▶ _WHAT THE EXERCISE ASKS_:
Every line below that holds the string "PlotKpis" should be copied out.

▶ _EXTRACTED RECORDS_:
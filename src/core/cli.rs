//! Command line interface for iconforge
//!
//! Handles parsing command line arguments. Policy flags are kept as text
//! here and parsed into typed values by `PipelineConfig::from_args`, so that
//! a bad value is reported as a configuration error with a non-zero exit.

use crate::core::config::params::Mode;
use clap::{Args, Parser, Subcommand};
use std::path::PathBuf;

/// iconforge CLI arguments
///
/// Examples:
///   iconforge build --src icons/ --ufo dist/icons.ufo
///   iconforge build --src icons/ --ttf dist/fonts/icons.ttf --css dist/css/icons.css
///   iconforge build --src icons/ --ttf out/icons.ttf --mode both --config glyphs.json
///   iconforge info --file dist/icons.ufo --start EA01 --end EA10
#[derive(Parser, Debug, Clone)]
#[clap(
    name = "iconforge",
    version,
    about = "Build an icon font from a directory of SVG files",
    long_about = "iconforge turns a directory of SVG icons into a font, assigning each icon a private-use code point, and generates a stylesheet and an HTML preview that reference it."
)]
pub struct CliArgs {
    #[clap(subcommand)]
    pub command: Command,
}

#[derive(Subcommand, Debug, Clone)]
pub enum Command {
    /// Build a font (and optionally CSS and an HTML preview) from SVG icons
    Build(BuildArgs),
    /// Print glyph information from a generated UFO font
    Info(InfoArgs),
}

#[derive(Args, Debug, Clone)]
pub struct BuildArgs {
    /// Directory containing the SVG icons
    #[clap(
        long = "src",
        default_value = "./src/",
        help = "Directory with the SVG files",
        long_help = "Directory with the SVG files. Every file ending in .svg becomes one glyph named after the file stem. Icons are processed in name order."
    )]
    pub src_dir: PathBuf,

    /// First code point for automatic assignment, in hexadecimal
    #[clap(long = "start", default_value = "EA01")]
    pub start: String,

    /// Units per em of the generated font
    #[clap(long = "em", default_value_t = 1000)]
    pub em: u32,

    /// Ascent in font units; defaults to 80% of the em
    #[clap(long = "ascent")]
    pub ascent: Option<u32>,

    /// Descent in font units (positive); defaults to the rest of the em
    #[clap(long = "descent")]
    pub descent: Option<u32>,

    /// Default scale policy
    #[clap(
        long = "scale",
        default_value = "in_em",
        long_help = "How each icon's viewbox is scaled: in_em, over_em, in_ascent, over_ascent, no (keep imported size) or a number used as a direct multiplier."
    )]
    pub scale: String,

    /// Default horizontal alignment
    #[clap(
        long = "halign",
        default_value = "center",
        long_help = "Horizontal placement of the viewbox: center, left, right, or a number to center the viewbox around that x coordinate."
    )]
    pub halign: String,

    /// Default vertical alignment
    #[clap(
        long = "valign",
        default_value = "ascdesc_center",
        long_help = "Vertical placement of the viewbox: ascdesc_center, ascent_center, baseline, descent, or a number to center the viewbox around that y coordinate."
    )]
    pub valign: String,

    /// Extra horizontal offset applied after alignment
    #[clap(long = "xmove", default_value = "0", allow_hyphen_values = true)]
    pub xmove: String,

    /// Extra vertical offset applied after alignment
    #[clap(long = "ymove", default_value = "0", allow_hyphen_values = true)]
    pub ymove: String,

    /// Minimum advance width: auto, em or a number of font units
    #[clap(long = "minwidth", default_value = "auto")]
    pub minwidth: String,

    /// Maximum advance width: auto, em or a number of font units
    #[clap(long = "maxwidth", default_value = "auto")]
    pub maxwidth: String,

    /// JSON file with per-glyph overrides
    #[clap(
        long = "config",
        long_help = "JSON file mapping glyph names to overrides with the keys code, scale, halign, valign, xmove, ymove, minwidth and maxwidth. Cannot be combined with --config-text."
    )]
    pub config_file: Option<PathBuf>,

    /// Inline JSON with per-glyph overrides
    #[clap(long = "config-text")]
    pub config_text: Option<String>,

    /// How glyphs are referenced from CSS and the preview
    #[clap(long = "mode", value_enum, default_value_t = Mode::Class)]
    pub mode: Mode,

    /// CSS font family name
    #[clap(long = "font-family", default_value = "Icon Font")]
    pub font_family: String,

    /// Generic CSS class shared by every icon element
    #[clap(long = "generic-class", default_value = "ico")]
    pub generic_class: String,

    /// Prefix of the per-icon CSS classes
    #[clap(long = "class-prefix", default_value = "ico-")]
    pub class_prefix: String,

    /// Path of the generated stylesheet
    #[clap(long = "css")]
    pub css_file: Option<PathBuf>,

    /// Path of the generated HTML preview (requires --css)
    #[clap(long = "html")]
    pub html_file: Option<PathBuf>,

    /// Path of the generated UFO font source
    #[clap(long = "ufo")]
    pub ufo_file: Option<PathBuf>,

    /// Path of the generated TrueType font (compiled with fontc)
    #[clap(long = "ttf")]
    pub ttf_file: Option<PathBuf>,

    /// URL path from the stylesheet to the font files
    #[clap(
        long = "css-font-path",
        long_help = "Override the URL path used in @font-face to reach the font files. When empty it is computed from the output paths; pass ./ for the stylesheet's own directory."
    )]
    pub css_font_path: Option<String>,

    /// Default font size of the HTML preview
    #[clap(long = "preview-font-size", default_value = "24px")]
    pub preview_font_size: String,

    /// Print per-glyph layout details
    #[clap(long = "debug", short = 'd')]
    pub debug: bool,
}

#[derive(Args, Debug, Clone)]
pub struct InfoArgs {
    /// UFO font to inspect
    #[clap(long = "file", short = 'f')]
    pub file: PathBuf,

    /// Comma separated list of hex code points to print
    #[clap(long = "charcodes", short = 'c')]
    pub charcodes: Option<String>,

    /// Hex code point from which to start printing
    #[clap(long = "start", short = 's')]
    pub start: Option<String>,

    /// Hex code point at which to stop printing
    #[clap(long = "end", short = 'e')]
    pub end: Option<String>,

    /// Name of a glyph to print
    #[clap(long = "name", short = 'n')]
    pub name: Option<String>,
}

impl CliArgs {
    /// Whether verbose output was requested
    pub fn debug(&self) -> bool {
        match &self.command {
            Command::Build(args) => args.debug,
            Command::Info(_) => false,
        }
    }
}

...

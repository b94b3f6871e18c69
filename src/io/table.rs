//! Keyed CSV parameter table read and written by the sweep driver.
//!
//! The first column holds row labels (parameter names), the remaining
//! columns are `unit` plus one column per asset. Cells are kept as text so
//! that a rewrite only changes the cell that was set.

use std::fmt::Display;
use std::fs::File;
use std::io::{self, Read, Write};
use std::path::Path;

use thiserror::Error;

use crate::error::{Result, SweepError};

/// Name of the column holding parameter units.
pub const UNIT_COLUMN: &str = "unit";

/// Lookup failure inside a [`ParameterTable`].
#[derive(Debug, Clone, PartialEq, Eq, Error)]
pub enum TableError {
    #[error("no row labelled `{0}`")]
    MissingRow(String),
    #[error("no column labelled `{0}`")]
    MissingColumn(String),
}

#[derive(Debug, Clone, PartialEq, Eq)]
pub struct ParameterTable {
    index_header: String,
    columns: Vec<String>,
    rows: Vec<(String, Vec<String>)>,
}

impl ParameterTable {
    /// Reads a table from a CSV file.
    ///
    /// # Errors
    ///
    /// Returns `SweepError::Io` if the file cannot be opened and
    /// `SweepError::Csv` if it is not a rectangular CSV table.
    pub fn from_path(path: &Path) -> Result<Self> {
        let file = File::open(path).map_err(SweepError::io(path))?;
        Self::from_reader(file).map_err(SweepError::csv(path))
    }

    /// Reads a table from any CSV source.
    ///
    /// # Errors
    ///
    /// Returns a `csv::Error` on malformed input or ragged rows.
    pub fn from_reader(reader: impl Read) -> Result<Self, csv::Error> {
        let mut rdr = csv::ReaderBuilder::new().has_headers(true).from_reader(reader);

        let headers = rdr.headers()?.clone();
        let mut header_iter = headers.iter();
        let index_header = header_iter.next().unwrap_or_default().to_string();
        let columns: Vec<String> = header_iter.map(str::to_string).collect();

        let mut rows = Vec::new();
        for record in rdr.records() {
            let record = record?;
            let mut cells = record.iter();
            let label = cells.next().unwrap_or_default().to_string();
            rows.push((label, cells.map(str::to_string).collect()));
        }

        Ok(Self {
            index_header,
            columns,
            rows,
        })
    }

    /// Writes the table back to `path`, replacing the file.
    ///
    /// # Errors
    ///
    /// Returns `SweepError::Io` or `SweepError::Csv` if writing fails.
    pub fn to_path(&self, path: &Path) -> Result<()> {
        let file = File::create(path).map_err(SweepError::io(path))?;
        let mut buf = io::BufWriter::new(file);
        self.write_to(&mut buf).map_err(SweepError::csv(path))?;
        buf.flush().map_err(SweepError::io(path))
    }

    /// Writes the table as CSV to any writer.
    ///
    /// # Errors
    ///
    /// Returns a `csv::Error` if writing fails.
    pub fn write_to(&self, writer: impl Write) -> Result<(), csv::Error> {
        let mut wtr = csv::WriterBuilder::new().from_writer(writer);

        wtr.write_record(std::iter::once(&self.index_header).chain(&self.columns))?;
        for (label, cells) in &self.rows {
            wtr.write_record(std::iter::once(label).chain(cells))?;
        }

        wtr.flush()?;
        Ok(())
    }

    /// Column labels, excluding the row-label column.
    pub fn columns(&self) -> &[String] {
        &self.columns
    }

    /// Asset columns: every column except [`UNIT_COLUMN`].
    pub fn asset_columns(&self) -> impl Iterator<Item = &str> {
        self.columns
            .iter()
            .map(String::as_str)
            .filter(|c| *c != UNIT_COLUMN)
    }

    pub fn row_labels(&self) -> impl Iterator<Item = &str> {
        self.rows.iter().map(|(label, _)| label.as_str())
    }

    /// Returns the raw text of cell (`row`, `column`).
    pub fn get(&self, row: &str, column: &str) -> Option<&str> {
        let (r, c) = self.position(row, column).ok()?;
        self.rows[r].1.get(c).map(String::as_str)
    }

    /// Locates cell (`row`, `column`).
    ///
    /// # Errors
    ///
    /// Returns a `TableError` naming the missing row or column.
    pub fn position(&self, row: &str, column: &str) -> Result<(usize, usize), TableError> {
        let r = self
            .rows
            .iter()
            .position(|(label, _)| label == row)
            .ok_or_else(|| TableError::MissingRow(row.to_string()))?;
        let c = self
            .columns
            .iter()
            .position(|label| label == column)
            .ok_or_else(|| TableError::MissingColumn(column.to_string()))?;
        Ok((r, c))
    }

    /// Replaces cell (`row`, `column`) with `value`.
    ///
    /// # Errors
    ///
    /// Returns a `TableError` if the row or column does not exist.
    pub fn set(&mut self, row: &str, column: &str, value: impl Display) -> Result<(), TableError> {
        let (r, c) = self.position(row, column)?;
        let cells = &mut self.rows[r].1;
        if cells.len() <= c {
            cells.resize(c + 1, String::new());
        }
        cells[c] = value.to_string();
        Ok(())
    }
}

...

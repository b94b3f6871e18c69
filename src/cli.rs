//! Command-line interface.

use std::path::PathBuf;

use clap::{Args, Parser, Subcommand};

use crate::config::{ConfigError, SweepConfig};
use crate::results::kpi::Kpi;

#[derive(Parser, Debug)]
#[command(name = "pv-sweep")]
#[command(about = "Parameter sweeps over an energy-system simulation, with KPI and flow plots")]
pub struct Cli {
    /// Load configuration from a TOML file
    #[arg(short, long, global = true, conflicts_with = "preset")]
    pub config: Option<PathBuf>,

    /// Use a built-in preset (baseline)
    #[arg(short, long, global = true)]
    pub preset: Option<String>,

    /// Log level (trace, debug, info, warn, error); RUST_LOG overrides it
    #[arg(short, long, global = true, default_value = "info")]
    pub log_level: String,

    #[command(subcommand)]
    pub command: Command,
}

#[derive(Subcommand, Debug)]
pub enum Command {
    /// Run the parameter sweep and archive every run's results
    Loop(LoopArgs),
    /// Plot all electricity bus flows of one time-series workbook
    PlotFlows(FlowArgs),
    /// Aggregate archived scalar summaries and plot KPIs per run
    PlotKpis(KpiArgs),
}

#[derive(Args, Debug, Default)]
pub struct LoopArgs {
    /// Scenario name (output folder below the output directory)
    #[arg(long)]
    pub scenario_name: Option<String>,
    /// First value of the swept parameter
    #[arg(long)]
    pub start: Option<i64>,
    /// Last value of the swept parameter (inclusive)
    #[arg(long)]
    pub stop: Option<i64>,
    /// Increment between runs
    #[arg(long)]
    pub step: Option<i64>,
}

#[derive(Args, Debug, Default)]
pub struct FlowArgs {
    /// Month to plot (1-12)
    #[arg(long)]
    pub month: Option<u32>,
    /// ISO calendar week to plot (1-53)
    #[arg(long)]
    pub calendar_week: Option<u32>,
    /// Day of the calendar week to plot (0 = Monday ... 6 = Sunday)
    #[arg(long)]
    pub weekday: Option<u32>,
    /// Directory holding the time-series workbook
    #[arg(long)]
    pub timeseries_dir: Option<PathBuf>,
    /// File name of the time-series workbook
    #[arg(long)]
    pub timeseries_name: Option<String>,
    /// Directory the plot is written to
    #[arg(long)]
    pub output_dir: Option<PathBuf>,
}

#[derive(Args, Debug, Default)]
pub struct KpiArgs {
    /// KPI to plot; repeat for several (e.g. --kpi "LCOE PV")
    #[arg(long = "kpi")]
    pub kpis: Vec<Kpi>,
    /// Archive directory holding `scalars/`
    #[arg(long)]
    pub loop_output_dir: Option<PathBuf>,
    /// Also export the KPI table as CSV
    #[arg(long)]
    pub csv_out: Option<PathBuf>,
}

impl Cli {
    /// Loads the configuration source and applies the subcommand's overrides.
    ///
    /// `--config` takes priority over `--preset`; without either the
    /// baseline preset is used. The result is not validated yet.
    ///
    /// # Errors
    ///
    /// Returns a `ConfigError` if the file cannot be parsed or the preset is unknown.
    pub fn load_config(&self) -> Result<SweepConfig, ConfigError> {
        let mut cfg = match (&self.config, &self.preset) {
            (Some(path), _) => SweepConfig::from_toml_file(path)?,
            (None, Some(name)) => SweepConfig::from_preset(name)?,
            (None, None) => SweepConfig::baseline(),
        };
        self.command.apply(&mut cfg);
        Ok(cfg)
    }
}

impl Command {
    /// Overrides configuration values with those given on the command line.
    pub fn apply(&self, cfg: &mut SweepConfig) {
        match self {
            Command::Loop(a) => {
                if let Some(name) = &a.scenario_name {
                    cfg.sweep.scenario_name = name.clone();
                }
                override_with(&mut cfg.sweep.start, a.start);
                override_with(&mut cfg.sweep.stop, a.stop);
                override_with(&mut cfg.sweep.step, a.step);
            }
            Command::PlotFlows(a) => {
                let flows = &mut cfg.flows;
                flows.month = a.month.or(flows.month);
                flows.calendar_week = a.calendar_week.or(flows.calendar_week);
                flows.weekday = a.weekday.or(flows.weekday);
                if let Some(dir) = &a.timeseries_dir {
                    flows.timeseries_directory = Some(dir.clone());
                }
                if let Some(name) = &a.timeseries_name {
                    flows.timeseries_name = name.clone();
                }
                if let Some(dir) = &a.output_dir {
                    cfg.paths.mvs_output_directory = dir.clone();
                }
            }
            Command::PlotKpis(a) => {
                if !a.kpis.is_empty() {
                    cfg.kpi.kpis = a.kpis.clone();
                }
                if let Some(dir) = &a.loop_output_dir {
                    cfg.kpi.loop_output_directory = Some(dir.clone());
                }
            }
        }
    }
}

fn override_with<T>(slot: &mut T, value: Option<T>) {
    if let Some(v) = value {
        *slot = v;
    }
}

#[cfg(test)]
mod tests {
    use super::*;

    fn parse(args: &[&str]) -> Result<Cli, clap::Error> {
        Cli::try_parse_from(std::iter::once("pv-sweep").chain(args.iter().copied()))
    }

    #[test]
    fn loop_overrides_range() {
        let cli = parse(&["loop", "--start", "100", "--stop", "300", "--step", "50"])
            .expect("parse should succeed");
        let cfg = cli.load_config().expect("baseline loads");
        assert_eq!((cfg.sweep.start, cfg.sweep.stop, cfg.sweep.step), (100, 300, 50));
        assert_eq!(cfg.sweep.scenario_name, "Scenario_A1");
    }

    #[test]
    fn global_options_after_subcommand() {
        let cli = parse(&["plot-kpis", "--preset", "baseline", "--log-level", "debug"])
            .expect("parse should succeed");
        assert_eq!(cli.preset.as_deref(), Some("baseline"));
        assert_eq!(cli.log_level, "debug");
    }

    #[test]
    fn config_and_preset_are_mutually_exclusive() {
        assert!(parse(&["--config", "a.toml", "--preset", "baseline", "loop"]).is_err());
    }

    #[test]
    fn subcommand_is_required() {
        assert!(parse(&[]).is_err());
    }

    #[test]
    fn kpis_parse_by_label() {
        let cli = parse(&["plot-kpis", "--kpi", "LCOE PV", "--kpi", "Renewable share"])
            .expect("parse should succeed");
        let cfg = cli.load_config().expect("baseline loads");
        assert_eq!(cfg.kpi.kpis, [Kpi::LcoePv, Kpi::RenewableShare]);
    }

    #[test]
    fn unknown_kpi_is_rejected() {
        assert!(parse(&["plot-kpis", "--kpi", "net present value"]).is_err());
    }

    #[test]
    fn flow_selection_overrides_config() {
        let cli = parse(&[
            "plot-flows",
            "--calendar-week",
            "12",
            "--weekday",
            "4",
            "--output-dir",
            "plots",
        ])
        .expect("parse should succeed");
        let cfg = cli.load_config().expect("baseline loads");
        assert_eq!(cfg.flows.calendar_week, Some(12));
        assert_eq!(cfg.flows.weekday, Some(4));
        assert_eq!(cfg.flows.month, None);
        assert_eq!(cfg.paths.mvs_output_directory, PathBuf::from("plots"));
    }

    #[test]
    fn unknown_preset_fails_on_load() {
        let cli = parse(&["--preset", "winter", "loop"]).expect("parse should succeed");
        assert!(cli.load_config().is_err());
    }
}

▶ _OUTPUT OF THE TASK_:
    PlotKpis(KpiArgs),
            Command::PlotKpis(a) => {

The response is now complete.